◆ **PROMPT**: Starting at the top line and ending at the last, restate the records exactly.

◆ **GIVEN RECORDS**:
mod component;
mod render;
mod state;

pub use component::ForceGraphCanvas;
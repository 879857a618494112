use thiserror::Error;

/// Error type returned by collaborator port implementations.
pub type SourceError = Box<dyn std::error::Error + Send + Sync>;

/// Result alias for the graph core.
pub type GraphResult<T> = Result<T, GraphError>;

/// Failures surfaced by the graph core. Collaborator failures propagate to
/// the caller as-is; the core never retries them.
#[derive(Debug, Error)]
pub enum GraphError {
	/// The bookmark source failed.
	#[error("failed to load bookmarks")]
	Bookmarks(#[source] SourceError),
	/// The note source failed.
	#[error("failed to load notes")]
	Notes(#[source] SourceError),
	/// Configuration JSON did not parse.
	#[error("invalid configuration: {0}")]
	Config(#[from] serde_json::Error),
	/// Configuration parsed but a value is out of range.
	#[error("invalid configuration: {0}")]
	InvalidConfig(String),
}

◆ **EXERCISE ANSWER**:
mod component;
mod render;
mod state;

pub use component::ForceGraphCanvas;
repository 879857a618494112
use thiserror::Error;

/// Error type returned by collaborator port implementations.
pub type SourceError = Box<dyn std::error::Error + Send + Sync>;

/// Result alias for the graph core.
pub type GraphResult<T> = Result<T, GraphError>;

/// Failures surfaced by the graph core. Collaborator failures propagate to
/// the caller as-is; the core never retries them.
#[derive(Debug, Error)]
pub enum GraphError {
	/// The bookmark source failed.
	#[error("failed to load bookmarks")]
	Bookmarks(#[source] SourceError),
	/// The note source failed.
	#[error("failed to load notes")]
	Notes(#[source] SourceError),
	/// Configuration JSON did not parse.
	#[error("invalid configuration: {0}")]
	Config(#[from] serde_json::Error),
	/// Configuration parsed but a value is out of range.
	#[error("invalid configuration: {0}")]
	InvalidConfig(String),
}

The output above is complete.